A broad and deep ditch runs the entire length of the perimeter, from the inner edge of which rises a thick and lofty wall of sun-baked clay and stone, flanked by no fewer than thirty-five turreted bastions. I have been able to draw in plan the location of each, though for reasons of economy in time, and so as not to appear excessively interested should I have been accosted, I was minded to draw elevations of only those I judged would command the likely approaches. The citadel itself occupies a natural height, rising above all else in the city, and is itself enclosed by a ditch 1

0 feet wide and fifty feet deep. And, as if Vauban himself had directed the fortification, there are ravelins and lunettes, fleches and demi-lunes the entire length of the walls.

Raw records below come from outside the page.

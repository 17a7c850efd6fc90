//! Stitching of continuation captions.

/// Combine `existing` with `incoming` without repeating the shared part.
///
/// A suffix/prefix overlap is only used as a stitch point when it is longer
/// than `min_stitch_len` chars; shorter coincidences are joined with a space.
pub fn combine_with(existing: &str, incoming: &str, min_stitch_len: usize) -> String {
    if existing.contains(incoming) {
        return existing.to_string();
    }
    if incoming.contains(existing) {
        return incoming.to_string();
    }

    let (k, split) = longest_suffix_prefix(existing, incoming);
    if k > min_stitch_len {
        let mut out = String::with_capacity(existing.len() + incoming.len() - split);
        out.push_str(existing);
        out.push_str(&incoming[split..]);
        return out;
    }

    format!("{existing} {incoming}")
}

/// [`combine_with`] using the default stitch length of 3.
pub fn combine(existing: &str, incoming: &str) -> String {
    combine_with(existing, incoming, 3)
}

/// Longest `k` (in chars) where the last `k` chars of `existing` equal the first
/// `k` chars of `incoming`, with the byte offset in `incoming` just past them.
fn longest_suffix_prefix(existing: &str, incoming: &str) -> (usize, usize) {
    let prefix_ends: Vec<usize> = incoming
        .char_indices()
        .skip(1)
        .map(|(i, _)| i)
        .chain(std::iter::once(incoming.len()))
        .collect();

    for (n, &end) in prefix_ends.iter().enumerate().rev() {
        if end <= existing.len() && existing.ends_with(&incoming[..end]) {
            return (n + 1, end);
        }
    }
    (0, 0)
}

/// Collapse text that is one phrase stated twice (`"X X"` to `"X"`).
pub fn collapse_self_repeat(text: &str) -> &str {
    let mut current = text;
    loop {
        let len = current.len();
        if len < 3 || len % 2 == 0 {
            return current;
        }
        let mid = len / 2;
        if !current.is_char_boundary(mid) || current.as_bytes()[mid] != b' ' {
            return current;
        }
        let (left, right) = (&current[..mid], &current[mid + 1..]);
        if left != right {
            return current;
        }
        current = left;
    }
}
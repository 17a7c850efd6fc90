use anyhow::{Context, Result};
use serde::{Deserialize, Serialize};
use std::{fs, path::Path, time::Duration};

use crate::grouper::GroupingPolicy;

#[derive(Debug, Clone, Default, Serialize, Deserialize)]
#[serde(default)]
pub struct Config {
    pub logging: Logging,
    pub grouping: GroupingPolicy,
    pub playback: Playback,
    pub formats: Formats,
}

impl Config {
    pub fn load(path_opt: Option<&Path>) -> Result<Self> {
        let default_path = Path::new("capsync.toml");
        let path = if let Some(p) = path_opt {
            Some(p)
        } else if default_path.exists() {
            Some(default_path)
        } else {
            None
        };

        let Some(path) = path else {
            return Ok(Config::default());
        };

        let raw = fs::read_to_string(path)
            .with_context(|| format!("failed reading config file: {}", path.display()))?;
        Self::from_toml(&raw)
            .with_context(|| format!("failed parsing TOML config: {}", path.display()))
    }

    pub fn from_toml(raw: &str) -> Result<Self> {
        Ok(toml::from_str(raw)?)
    }

    pub fn to_toml_pretty(&self) -> Result<String> {
        let s = toml::to_string_pretty(self).context("failed serializing config as TOML")?;
        Ok(s)
    }
}

#[derive(Debug, Clone, Serialize, Deserialize)]
#[serde(default)]
pub struct Logging {
    pub level: String,
    pub format: String,
    pub debug_segment_samples: usize,
}

impl Default for Logging {
    fn default() -> Self {
        Self {
            level: "info".to_string(),
            format: "pretty".to_string(),
            debug_segment_samples: 20,
        }
    }
}

#[derive(Debug, Clone, Serialize, Deserialize)]
#[serde(default)]
pub struct Playback {
    pub scroll_cooldown_secs: f64,
    /// Simulated wall-clock time between replayed ticks.
    pub tick_interval_ms: u64,
}

impl Default for Playback {
    fn default() -> Self {
        Self {
            scroll_cooldown_secs: 4.0,
            tick_interval_ms: 250,
        }
    }
}

impl Playback {
    pub fn scroll_cooldown(&self) -> Duration {
        Duration::try_from_secs_f64(self.scroll_cooldown_secs).unwrap_or_default()
    }
}

#[derive(Debug, Clone, Default, Serialize, Deserialize)]
#[serde(default)]
pub struct Formats {
    pub srt: SrtCfg,
    pub txt: TxtCfg,
    pub tsv: TsvCfg,
    pub json: JsonCfg,
}

#[derive(Debug, Clone, Serialize, Deserialize)]
#[serde(default)]
pub struct SrtCfg {
    pub wrap_width: usize,
}

impl Default for SrtCfg {
    fn default() -> Self {
        Self { wrap_width: 42 }
    }
}

#[derive(Debug, Clone, Serialize, Deserialize)]
#[serde(default)]
pub struct TxtCfg {
    /// `clock` prefixes each line with `[M:SS]`; `text_only` prints text alone;
    /// `paragraph` joins everything into one block.
    pub mode: String,
}

impl Default for TxtCfg {
    fn default() -> Self {
        Self {
            mode: "clock".to_string(),
        }
    }
}

#[derive(Debug, Clone, Serialize, Deserialize)]
#[serde(default)]
pub struct TsvCfg {
    pub time_units: String,
    pub columns: Vec<String>,
}

impl Default for TsvCfg {
    fn default() -> Self {
        Self {
            time_units: "seconds".to_string(),
            columns: vec![
                "start".to_string(),
                "end".to_string(),
                "text".to_string(),
                "sources".to_string(),
            ],
        }
    }
}

#[derive(Debug, Clone, Serialize, Deserialize)]
#[serde(default)]
pub struct JsonCfg {
    pub wrapped: bool,
    pub include_sources: bool,
}

impl Default for JsonCfg {
    fn default() -> Self {
        Self {
            wrapped: true,
            include_sources: true,
        }
    }
}

pub fn init_tracing(logging: &Logging, cli_override_level: Option<&str>) -> Result<()> {
    use tracing_subscriber::{EnvFilter, fmt};

    let level = cli_override_level.unwrap_or(logging.level.as_str());
    let filter = EnvFilter::try_from_default_env().unwrap_or_else(|_| EnvFilter::new(level));
    let is_json = logging.format.eq_ignore_ascii_case("json");

    let builder = fmt()
        .with_env_filter(filter)
        .with_writer(std::io::stderr)
        .with_target(true);

    let installed = if is_json {
        builder.event_format(fmt::format().json()).try_init()
    } else {
        builder.pretty().try_init()
    };
    if let Err(e) = installed {
        anyhow::bail!("failed to install tracing subscriber: {e}");
    }

    tracing::info!(
        level = level,
        format = logging.format.as_str(),
        "logging initialized"
    );

    Ok(())
}
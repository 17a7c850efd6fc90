use thiserror::Error;

pub type CaptionResult<T> = Result<T, CaptionError>;

#[derive(Debug, Error)]
pub enum CaptionError {
    #[error("json failure: {0}")]
    Json(#[from] serde_json::Error),

    #[error("failed to parse subtitles as {0}")]
    Subtitle(String),

    #[error("unrecognized caption input: {0}")]
    UnrecognizedShape(String),

    #[error("bad timestamp: '{0}'")]
    InvalidTime(String),

    #[error("tsv failure: {0}")]
    Csv(#[from] csv::Error),

    #[error("failed to render {format}: {reason}")]
    Render { format: &'static str, reason: String },

    #[error("no display segment starts at {start:.3}s")]
    UnknownSegmentStart { start: f64 },
}

impl CaptionError {
    #[must_use]
    pub const fn error_code(&self) -> &'static str {
        match self {
            Self::Json(_) => "CAPSYNC-JSON",
            Self::Subtitle(_) => "CAPSYNC-SUBTITLE",
            Self::UnrecognizedShape(_) => "CAPSYNC-SHAPE",
            Self::InvalidTime(_) => "CAPSYNC-TIME",
            Self::Csv(_) => "CAPSYNC-CSV",
            Self::Render { .. } => "CAPSYNC-RENDER",
            Self::UnknownSegmentStart { .. } => "CAPSYNC-UNKNOWN-START",
        }
    }
}

#[cfg(test)]
mod tests {
    use super::*;

    #[test]
    fn unknown_start_message_includes_time() {
        let err = CaptionError::UnknownSegmentStart { start: 12.5 };
        assert_eq!(err.to_string(), "no display segment starts at 12.500s");
        assert_eq!(err.error_code(), "CAPSYNC-UNKNOWN-START");
    }

    #[test]
    fn json_errors_convert() {
        let parse: Result<serde_json::Value, _> = serde_json::from_str("{");
        let err: CaptionError = parse.unwrap_err().into();
        assert_eq!(err.error_code(), "CAPSYNC-JSON");
        assert!(err.to_string().starts_with("json failure"));
    }
}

And how blessed are the people of Bhurtpore, too, since the moats and ditches are dry, so they are not plagued by the mosquitoes that thrive on still water, and they may drive their animals wherever they wish. I have learned that water when it is needed to fill the moats comes from a jheel to the north-west of the fortress, a very practical and happy arrangement. This water and these walls would pose the best engineer a test of his science. And when the water and the walls are covered by the guns of thirty-five bastions and countless other outworks, the infantry might very well become so many companies of forlorn hopes unless directed by a general of exceptional address. In the skill of the siege artillery and the field gunners reposes their fate. No fortress is impregnable, we must understand, but it is my decided opinion that if ever a fortress came close to such a condition it is Bhurtpore . . .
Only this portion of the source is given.